Игнатий применял формулу Савла «во Христе» самым обобщенным образом, совершенно независимо от структуры идей, которые для Савла составляли ее действительное содержание. Он наполнил ее совершенно новой доктриной, доктриной слияния плоти и духа, которое, как предполагалось, происходило в Церкви через братство с Христом. Такое слияние плоти и духа стало теперь гарантией бессмертия через воскресение.
Взгляд Савла основывался также на том допущении, что воскресение было делом духа Божьего; именно это сходство дало возможность Игнатию не обращать внимания на истинное упование мысли Савла. Фактически это звучало как упрощение мысли Савла. При этом сохранялось понятие смерти и воскресения, но «выпадал» Иисус.
Несмотря ни на что, Игнатий совершенно бессознательно полностью заменил одну идею другой. Динамика сложного понятия Савла была просто-напросто забыта.
Различие между двумя схожими понятиями духа фундаментально; историческая, физическая точка зрения Савла на трансформацию мира была заменена теорией вневременной магии. Между этими двумя взглядами на дух и плоть существует резкий контраст, как концептуальный, так и исторический.
Контраст между этими двумя понятиями и механизм, который произвел этот сдвиг, легко заметить. Для Савла вопрос о каком-либо един-стве между духом и плотью попросту не существовал; для него плоть была просто-напросто устранена через смерть и воскресение с Иисусом; дух, слившийся с душой как частью интегральной материальности, преобразует ее в славное тело после Славного пришествия.

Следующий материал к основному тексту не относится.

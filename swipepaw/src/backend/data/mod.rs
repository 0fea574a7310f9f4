//! Static candidate dataset for the demo.
//!
//! In a real deployment this would come from a backend API; here the full
//! ordered list is supplied at session start and never paginated.

use shared::{Pet, PetFact};

fn fact(label: &str, value: &str) -> PetFact {
    PetFact {
        label: label.to_string(),
        value: value.to_string(),
    }
}

/// The ordered candidate list a swipe session iterates
pub fn sample_pets() -> Vec<Pet> {
    vec![
        Pet {
            id: "1".to_string(),
            name: "Luna".to_string(),
            age: "2 years".to_string(),
            species: "Dog".to_string(),
            breed: Some("Golden Retriever".to_string()),
            description: "Playful Golden Retriever who loves cuddles and long walks on the beach. Great with kids and other pets!".to_string(),
            photos: vec![
                "https://images.unsplash.com/photo-1552053831-71594a27632d?q=80&w=662&auto=format&fit=crop".to_string(),
            ],
            is_shelter: true,
            shelter_name: Some("Happy Paws Shelter".to_string()),
            shelter_verified: true,
            facts: vec![
                fact("Temperament", "Friendly"),
                fact("Energy", "High"),
                fact("Good with", "Dogs, Kids"),
            ],
        },
        Pet {
            id: "2".to_string(),
            name: "Max".to_string(),
            age: "1 year".to_string(),
            species: "Dog".to_string(),
            breed: Some("Husky Mix".to_string()),
            description: "Energetic Husky mix looking for an active family. Loves running and adventure!".to_string(),
            photos: vec![
                "https://images.unsplash.com/photo-1605568427561-40dd23c2acea?q=80&w=1974&auto=format&fit=crop".to_string(),
            ],
            is_shelter: false,
            shelter_name: None,
            shelter_verified: false,
            facts: vec![
                fact("Temperament", "Playful"),
                fact("Energy", "High"),
                fact("Needs", "Active Home"),
            ],
        },
        Pet {
            id: "3".to_string(),
            name: "Whiskers".to_string(),
            age: "3 years".to_string(),
            species: "Cat".to_string(),
            breed: Some("Persian".to_string()),
            description: "Gentle Persian cat who enjoys peaceful afternoons and window watching.".to_string(),
            photos: vec![
                "https://images.unsplash.com/photo-1514888286974-6c03e2ca1dba?q=80&w=2043&auto=format&fit=crop".to_string(),
            ],
            is_shelter: true,
            shelter_name: Some("Feline Friends Rescue".to_string()),
            shelter_verified: true,
            facts: vec![
                fact("Temperament", "Calm"),
                fact("Energy", "Low"),
                fact("Needs", "Quiet Home"),
            ],
        },
        Pet {
            id: "4".to_string(),
            name: "Rocky".to_string(),
            age: "4 years".to_string(),
            species: "Dog".to_string(),
            breed: Some("German Shepherd".to_string()),
            description: "Loyal German Shepherd with excellent training. Perfect for security-minded families.".to_string(),
            photos: vec![
                "https://images.unsplash.com/photo-1589941013453-ec89f33b5e95?q=80&w=2940&auto=format&fit=crop".to_string(),
            ],
            is_shelter: true,
            shelter_name: Some("Guardian Dog Shelter".to_string()),
            shelter_verified: false,
            facts: vec![
                fact("Temperament", "Loyal"),
                fact("Energy", "Medium"),
                fact("Good with", "Adults"),
            ],
        },
        Pet {
            id: "5".to_string(),
            name: "Oreo".to_string(),
            age: "6 months".to_string(),
            species: "Cat".to_string(),
            breed: Some("Tuxedo".to_string()),
            description: "Playful tuxedo kitten full of energy and curiosity. Loves laser pointers!".to_string(),
            photos: vec![
                "https://images.unsplash.com/photo-1638667168629-58c2516fbd22?q=80&w=2940&auto=format&fit=crop".to_string(),
            ],
            is_shelter: false,
            shelter_name: None,
            shelter_verified: false,
            facts: vec![
                fact("Temperament", "Curious"),
                fact("Energy", "High"),
                fact("Good with", "All Ages"),
            ],
        },
    ]
}

#[cfg(test)]
mod tests {
    use super::*;
    use std::collections::HashSet;

    #[test]
    fn test_pet_ids_are_unique() {
        let pets = sample_pets();
        let ids: HashSet<&str> = pets.iter().map(|p| p.id.as_str()).collect();
        assert_eq!(ids.len(), pets.len());
    }

    #[test]
    fn test_every_pet_has_a_photo() {
        for pet in sample_pets() {
            assert!(!pet.photos.is_empty(), "pet {} has no photos", pet.id);
        }
    }

    #[test]
    fn test_shelter_pets_name_their_shelter() {
        for pet in sample_pets() {
            if pet.is_shelter {
                assert!(pet.shelter_name.is_some(), "shelter pet {} unnamed", pet.id);
            } else {
                assert!(pet.shelter_name.is_none());
            }
        }
    }
}
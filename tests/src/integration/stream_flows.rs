//! # Stream Flows
//!
//! The streaming adapter over the suspendable gate entry point: handler
//! pushes become `data:` frames and every call ends with exactly one
//! end-of-stream signal.

#[cfg(test)]
mod tests {
    use std::sync::Arc;

    use async_trait::async_trait;
    use bytes::Bytes;
    use lc_gateway::adapters::ChannelTransport;
    use lc_gateway::ports::{ResponseHead, StreamTransport};
    use lc_gateway::{CorrelationId, Gate, Phase, ResponseCode, StreamAdapter, StreamError};
    use serde_json::Value;

    use crate::fixtures::{params, Fixture, AUDIT, DENY};

    #[derive(Debug, PartialEq)]
    enum Event {
        Open(u16),
        Data(String),
        Eof,
    }

    #[derive(Default)]
    struct Recording {
        events: Vec<Event>,
    }

    #[async_trait]
    impl StreamTransport for Recording {
        async fn open(&mut self, head: ResponseHead) -> Result<(), StreamError> {
            self.events.push(Event::Open(head.status.as_u16()));
            Ok(())
        }

        async fn send(&mut self, chunk: Bytes) -> Result<(), StreamError> {
            self.events
                .push(Event::Data(String::from_utf8_lossy(&chunk).into_owned()));
            Ok(())
        }

        async fn eof(&mut self) -> Result<(), StreamError> {
            self.events.push(Event::Eof);
            Ok(())
        }
    }

    fn adapter(fixture: &Fixture) -> (StreamAdapter, Arc<Gate>) {
        let gate = Arc::new(fixture.gate());
        (
            StreamAdapter::new(Arc::clone(&gate), fixture.config.params.clone()),
            gate,
        )
    }

    fn frame(message: &str) -> Event {
        Event::Data(format!("data: {message}\n\n"))
    }

    #[tokio::test]
    async fn test_three_pushes_then_eof() {
        let fixture = Fixture::new().bind("probe");
        let (adapter, _) = adapter(&fixture);

        let mut input = params(&[("command_id", "probe")]);
        input.insert("frames".into(), Value::from(3));
        let stream = adapter
            .call(input, Recording::default(), CorrelationId::new())
            .await;

        assert_eq!(stream.frames_sent(), 3);
        assert_eq!(
            stream.into_transport().events,
            vec![
                Event::Open(200),
                frame("frame 1"),
                frame("frame 2"),
                frame("frame 3"),
                Event::Eof
            ]
        );
    }

    #[tokio::test]
    async fn test_unknown_id_sends_only_eof() {
        let fixture = Fixture::new();
        let (adapter, gate) = adapter(&fixture);

        let stream = adapter
            .call_from_parts(
                Some("command_id=ghost"),
                None,
                b"",
                Recording::default(),
                CorrelationId::new(),
            )
            .await;

        assert_eq!(
            stream.into_transport().events,
            vec![Event::Open(200), Event::Eof]
        );
        assert_eq!(gate.metrics().to_json()["calls"]["no_command"], 1);
    }

    #[tokio::test]
    async fn test_fault_after_frames_still_ends_stream() {
        let fixture = Fixture::new().bind("probe");
        let (adapter, gate) = adapter(&fixture);

        let mut input = params(&[("command_id", "probe"), ("mode", "fault")]);
        input.insert("frames".into(), Value::from(2));
        let stream = adapter
            .call(input, Recording::default(), CorrelationId::new())
            .await;

        let events = stream.into_transport().events;
        assert_eq!(events.len(), 4);
        assert_eq!(events.last(), Some(&Event::Eof));
        assert_eq!(gate.metrics().to_json()["calls"]["error"], 1);
    }

    #[tokio::test]
    async fn test_interrupted_stream_never_runs_handler() {
        let fixture = Fixture::new()
            .bind("probe")
            .pipes("probe", Phase::Before, &[DENY]);
        let (adapter, _) = adapter(&fixture);

        let mut input = params(&[("command_id", "probe")]);
        input.insert("frames".into(), Value::from(3));
        let stream = adapter
            .call(input, Recording::default(), CorrelationId::new())
            .await;

        assert_eq!(
            stream.into_transport().events,
            vec![Event::Open(200), Event::Eof]
        );
        assert_eq!(fixture.runs(), 0);
    }

    #[tokio::test]
    async fn test_after_chain_runs_on_stream_success() {
        let fixture = Fixture::new()
            .bind("probe")
            .pipes("probe", Phase::After, &[AUDIT]);
        let (adapter, _) = adapter(&fixture);

        adapter
            .call(
                params(&[("command_id", "probe")]),
                Recording::default(),
                CorrelationId::new(),
            )
            .await;
        assert_eq!(fixture.pipe_log(), vec!["Audit:after"]);
    }

    #[tokio::test]
    async fn test_malformed_stream_request() {
        let fixture = Fixture::new().bind("probe");
        let (adapter, _) = adapter(&fixture);

        let stream = adapter
            .call_from_parts(
                Some("command_id=probe"),
                Some("application/json"),
                b"{not json",
                Recording::default(),
                CorrelationId::new(),
            )
            .await;

        let events = stream.into_transport().events;
        assert_eq!(events.len(), 3);
        assert_eq!(events[0], Event::Open(400));
        let Event::Data(data) = &events[1] else {
            panic!("expected a data frame, got {:?}", events[1]);
        };
        let body: Value = serde_json::from_str(
            data.trim_start_matches("data: ").trim_end(),
        )
        .unwrap();
        assert_eq!(body["code"], ResponseCode::BadRequest.value());
        assert_eq!(body["success"], false);
        assert_eq!(events[2], Event::Eof);
        assert_eq!(fixture.constructed(), 0);
    }

    #[tokio::test]
    async fn test_direct_async_call_discards_pushes() {
        let fixture = Fixture::new().bind("probe");
        let gate = fixture.gate();

        let mut input = params(&[]);
        input.insert("frames".into(), Value::from(3));
        let resp = gate.async_call("probe", &input, "get", None).await;

        assert_eq!(resp.code(), ResponseCode::Success);
        assert_eq!(gate.metrics().to_json()["streams"]["frames_sent"], 0);
    }

    #[tokio::test]
    async fn test_demo_bar_over_channel_transport() {
        let gate = Arc::new(Gate::new(
            &lc_runtime::demo_config(),
            Arc::new(lc_runtime::build_catalog()),
        ));
        let adapter = StreamAdapter::new(gate, Default::default());
        let (transport, head_rx, mut body_rx) = ChannelTransport::new(8);

        let task = tokio::spawn(async move {
            adapter
                .call_from_parts(
                    Some("command_id=bar&x=5"),
                    None,
                    b"",
                    transport,
                    CorrelationId::new(),
                )
                .await
                .frames_sent()
        });

        let head = head_rx.await.unwrap();
        assert_eq!(head.status.as_u16(), 200);

        let mut frames = Vec::new();
        while let Some(chunk) = body_rx.recv().await {
            frames.push(String::from_utf8(chunk.to_vec()).unwrap());
        }
        assert_eq!(
            frames,
            vec![
                "data: bar 1/3\n\n",
                "data: bar 2/3\n\n",
                "data: bar 3/3\n\n"
            ]
        );
        assert_eq!(task.await.unwrap(), lc_runtime::commands::BAR_STREAM_MESSAGES);
    }
}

Смерть и воскресение Иисуса осуществили искупление только потому, что Иисус был будущим Мессией, и именно как Мессия он умер, играя свою ключевую роль в великой драме Конца света; это произошло из-за того, что смерть Иисуса можно было постичь как возмещающую жертву за избранных. Одновременно с этим, поскольку он был как предсуществующим существом, так и будущим Мессией — одновременно и будущим царем, — его зримая смерть повлекла за собой неизбежное воскресение, и это положило начало эпохе воскресения.
Но взгляды Савла были чужды Игнатию и его последователям, которые жили уже в то время, когда теория Конца света, даже там, где она сохранилась в качестве особой статьи веры, истощилась.
Игнатий верил в воскресение реального физического тела верующего (представление, также заимствованное из фантазий о Конце света современного ему иудаизма). В этой схеме идей действительная плоть стала способной к бессмертию через внутреннее действие духа. Игнатий не думал, что плоти свойственна тленность, и, следовательно, она не подходила для процесса воскресения, но он рассматривал слияние духа и плоти как естественный процесс, который, к примеру, проявился в первую очередь в случае с Иисусом. В этом состояло необъяснимое немотивированное чудо: прежде плоть не была способна к бессмертию, а после (воскресения Иисуса) уже становилась таковой.
В языческом мышлении того времени искупительная активность Иисуса заключалась только в его приходе в мир как некоего единства плоти и духа, и в силу этого становилось возможным подобное слияние плоти и духа, которое приводило к воскресению избранных. По мнению Игнатия, смерть и воскресение Иисуса просто служат доказательством категории воскресения, извлекаемой из модуса собственного воскресения Иисуса; это уже процесс, воплощенный в природе.